Polymyositis (pol-e-my-o-SY-tis) is an uncommon inflammatory disease that causes muscle weakness affecting both sides of your body. Having this condition can make it difficult to climb stairs, rise from a seated position, lift objects or reach overhead.
Polymyositis most commonly affects adults in their 30s, 40s or 50s. Women are affected more often than men. Signs and symptoms usually develop gradually, over weeks or months.
While there is no cure for polymyositis, treatment — ranging from medications to physical therapy — can improve your muscle strength and function.
The muscle weakness associated with polymyositis involves the muscles closest to the trunk, such as those in your hips, thighs, shoulders, upper arms and neck. The weakness affects both the left and right sides of your body, and tends to gradually worsen.
When to see a doctor
Seek medical attention if you develop unexplained muscle weakness.
The exact cause of polymyositis is unknown, but the disease shares many characteristics with autoimmune disorders, in which your immune system mistakenly attacks your own body tissues.
Your risk of polymyositis is higher if you have lupus, rheumatoid arthritis, scleroderma, or Sjogren's syndrome.

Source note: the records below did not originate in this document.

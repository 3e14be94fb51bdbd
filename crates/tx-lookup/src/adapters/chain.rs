//! Chain accessors over the shared key-value store.
//!
//! Canonical hashes, header numbers and block bodies live next to the lookup
//! entries under their own prefixes (see `domain::keys`). Bodies are
//! bincode-encoded.

use std::sync::Arc;

use shared_types::{BlockBody, BlockNumber, Hash, HASH_LENGTH, ZERO_HASH};
use tracing::error;

use crate::domain::errors::{KVStoreError, StoreOperation, Unrecoverable};
use crate::domain::keys::{block_body_key, canonical_hash_key, header_number_key};
use crate::ports::outbound::{ChainReader, KeyValueStore};

/// Reads and writes chain data in a [`KeyValueStore`].
pub struct ChainStore<S> {
    store: Arc<S>,
}

impl<S> Clone for ChainStore<S> {
    fn clone(&self) -> Self {
        Self {
            store: Arc::clone(&self.store),
        }
    }
}

impl<S: KeyValueStore> ChainStore<S> {
    pub fn new(store: Arc<S>) -> Self {
        Self { store }
    }

    pub fn store(&self) -> &Arc<S> {
        &self.store
    }

    /// Mark `hash` as the canonical block at `number`.
    pub fn write_canonical_hash(
        &self,
        number: BlockNumber,
        hash: &Hash,
    ) -> Result<(), Unrecoverable> {
        self.store
            .put(&canonical_hash_key(number), hash)
            .map_err(|e| Unrecoverable::reported(StoreOperation::WriteCanonicalHash, e))
    }

    pub fn delete_canonical_hash(&self, number: BlockNumber) -> Result<(), Unrecoverable> {
        self.store
            .delete(&canonical_hash_key(number))
            .map_err(|e| Unrecoverable::reported(StoreOperation::DeleteCanonicalHash, e))
    }

    /// Record the height of the block with `hash`.
    pub fn write_header_number(
        &self,
        hash: &Hash,
        number: BlockNumber,
    ) -> Result<(), Unrecoverable> {
        self.store
            .put(&header_number_key(hash), &number.to_be_bytes())
            .map_err(|e| Unrecoverable::reported(StoreOperation::WriteHeaderNumber, e))
    }

    pub fn delete_header_number(&self, hash: &Hash) -> Result<(), Unrecoverable> {
        self.store
            .delete(&header_number_key(hash))
            .map_err(|e| Unrecoverable::reported(StoreOperation::DeleteHeaderNumber, e))
    }

    pub fn write_block_body(
        &self,
        number: BlockNumber,
        hash: &Hash,
        body: &BlockBody,
    ) -> Result<(), Unrecoverable> {
        let data = bincode::serialize(body).map_err(|e| {
            Unrecoverable::reported(
                StoreOperation::WriteBlockBody,
                KVStoreError::CorruptionError {
                    message: e.to_string(),
                },
            )
        })?;
        self.store
            .put(&block_body_key(number, hash), &data)
            .map_err(|e| Unrecoverable::reported(StoreOperation::WriteBlockBody, e))
    }

    pub fn delete_block_body(&self, number: BlockNumber, hash: &Hash) -> Result<(), Unrecoverable> {
        self.store
            .delete(&block_body_key(number, hash))
            .map_err(|e| Unrecoverable::reported(StoreOperation::DeleteBlockBody, e))
    }
}

impl<S: KeyValueStore> ChainReader for ChainStore<S> {
    fn canonical_hash(&self, number: BlockNumber) -> Option<Hash> {
        let data = self.store.get(&canonical_hash_key(number)).ok().flatten()?;
        if data.len() != HASH_LENGTH {
            return None;
        }
        let mut hash = ZERO_HASH;
        hash.copy_from_slice(&data);
        (hash != ZERO_HASH).then_some(hash)
    }

    fn header_number(&self, hash: &Hash) -> Option<BlockNumber> {
        let data = self.store.get(&header_number_key(hash)).ok().flatten()?;
        let bytes: [u8; 8] = data.as_slice().try_into().ok()?;
        Some(u64::from_be_bytes(bytes))
    }

    fn block_body(&self, number: BlockNumber, hash: &Hash) -> Option<BlockBody> {
        let data = self.store.get(&block_body_key(number, hash)).ok().flatten()?;
        match bincode::deserialize(&data) {
            Ok(body) => Some(body),
            Err(err) => {
                error!(number, hash = %hex::encode(hash), error = %err, "Invalid block body");
                None
            }
        }
    }
}
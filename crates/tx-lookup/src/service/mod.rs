//! # Transaction Lookup Service
//!
//! Wires the index, resolver and bloom store over one key-value store and
//! exposes them through [`TransactionLookupApi`].

pub mod bloom;
pub mod index;
pub mod resolver;

use std::sync::Arc;

use shared_types::{BlockBody, BlockNumber, Hash};

use crate::domain::{IndexStatsSnapshot, ResolvedTransaction, Unrecoverable};
use crate::ports::inbound::TransactionLookupApi;
use crate::ports::outbound::{ChainReader, KeyValueStore};

pub use bloom::BloomSectionStore;
pub use index::TransactionIndex;
pub use resolver::TransactionResolver;

/// The positional index service.
pub struct TxLookupService<S, C> {
    index: TransactionIndex<S, C>,
    resolver: TransactionResolver<S, C>,
    blooms: BloomSectionStore<S>,
}

impl<S: KeyValueStore, C: ChainReader> TxLookupService<S, C> {
    pub fn new(store: Arc<S>, chain: Arc<C>) -> Self {
        let index = TransactionIndex::new(Arc::clone(&store), chain);
        Self {
            resolver: TransactionResolver::new(index.clone()),
            blooms: BloomSectionStore::new(store),
            index,
        }
    }

    pub fn index(&self) -> &TransactionIndex<S, C> {
        &self.index
    }

    pub fn blooms(&self) -> &BloomSectionStore<S> {
        &self.blooms
    }
}

impl<S: KeyValueStore, C: ChainReader> TransactionLookupApi for TxLookupService<S, C> {
    fn lookup_block_number(&self, tx_hash: &Hash) -> Option<BlockNumber> {
        self.index.read(tx_hash)
    }

    fn resolve_transaction(&self, tx_hash: &Hash) -> Option<ResolvedTransaction> {
        self.resolver.resolve(tx_hash)
    }

    fn index_block(&self, number: BlockNumber, body: &BlockBody) -> Result<(), Unrecoverable> {
        self.index.write_for_block(number, body)
    }

    fn index_hashes(&self, number: BlockNumber, hashes: &[Hash]) -> Result<(), Unrecoverable> {
        self.index.write_batch_for_block(number, hashes)
    }

    fn unindex_hashes(&self, hashes: &[Hash]) -> Result<(), Unrecoverable> {
        self.index.delete_batch(hashes)
    }

    fn bloom_bits(&self, bit: u16, section: u64, head: &Hash) -> Option<Vec<u8>> {
        self.blooms.read(bit, section, head)
    }

    fn store_bloom_bits(
        &self,
        bit: u16,
        section: u64,
        head: &Hash,
        bits: &[u8],
    ) -> Result<(), Unrecoverable> {
        self.blooms.write(bit, section, head, bits)
    }

    fn prune_bloom_bits(&self, bit: u16, from: u64, to: u64) -> Result<usize, Unrecoverable> {
        self.blooms.delete_range(bit, from, to)
    }

    fn stats(&self) -> IndexStatsSnapshot {
        self.index.stats()
    }
}
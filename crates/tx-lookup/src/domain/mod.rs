//! # Domain Layer
//!
//! Key layouts, the versioned entry codec and the error/value types. Nothing
//! here touches a store; all I/O goes through the ports in `ports`.

pub mod codec;
pub mod errors;
pub mod keys;
pub mod legacy;
pub mod value_objects;

pub use codec::{classify, encode_block_number, resolve, RawLookupEntry};
pub use errors::{KVStoreError, StoreOperation, Unrecoverable};
pub use keys::*;
pub use legacy::LegacyTxLookupEntry;
pub use value_objects::{IndexStats, IndexStatsSnapshot, ResolvedTransaction};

Possible complications of polymyositis include:
- Difficulty swallowing. If the muscles in your esophagus are affected, you may have problems swallowing (dysphagia), which in turn may cause weight loss and malnutrition.
- Aspiration pneumonia. Difficulty swallowing may also cause you to breathe food or liquids, including saliva, into your lungs (aspiration), which can lead to pneumonia.
- Breathing problems. If your chest muscles are affected by the disease, you may experience breathing problems, such as shortness of breath or, in severe cases, respiratory failure.
Although these are not complications, polymyositis is often associated with other conditions that may cause further complications of their own, or in combination with polymyositis symptoms. Associated conditions include:
- Raynaud's phenomenon. This is a condition in which your fingers, toes, cheeks, nose and ears initially turn pale when exposed to cold temperatures.
- Other connective tissue diseases. Other conditions, such as lupus, rheumatoid arthritis, scleroderma and Sjogren's syndrome, can occur in combination with polymyositis.
- Cardiovascular disease. Polymyositis may cause the muscular walls of your heart to become inflamed (myocarditis). In a small number of people who have polymyositis, congestive heart failure and heart arrhythmias may develop.
- Lung disease. A condition called interstitial lung disease may occur with polymyositis. Interstitial lung disease refers to a group of disorders that cause scarring (fibrosis) of lung tissue, making lungs stiff and inelastic. Signs and symptoms include a dry cough and shortness of breath.
- Cancer. People who have polymyositis have an elevated risk of cancer.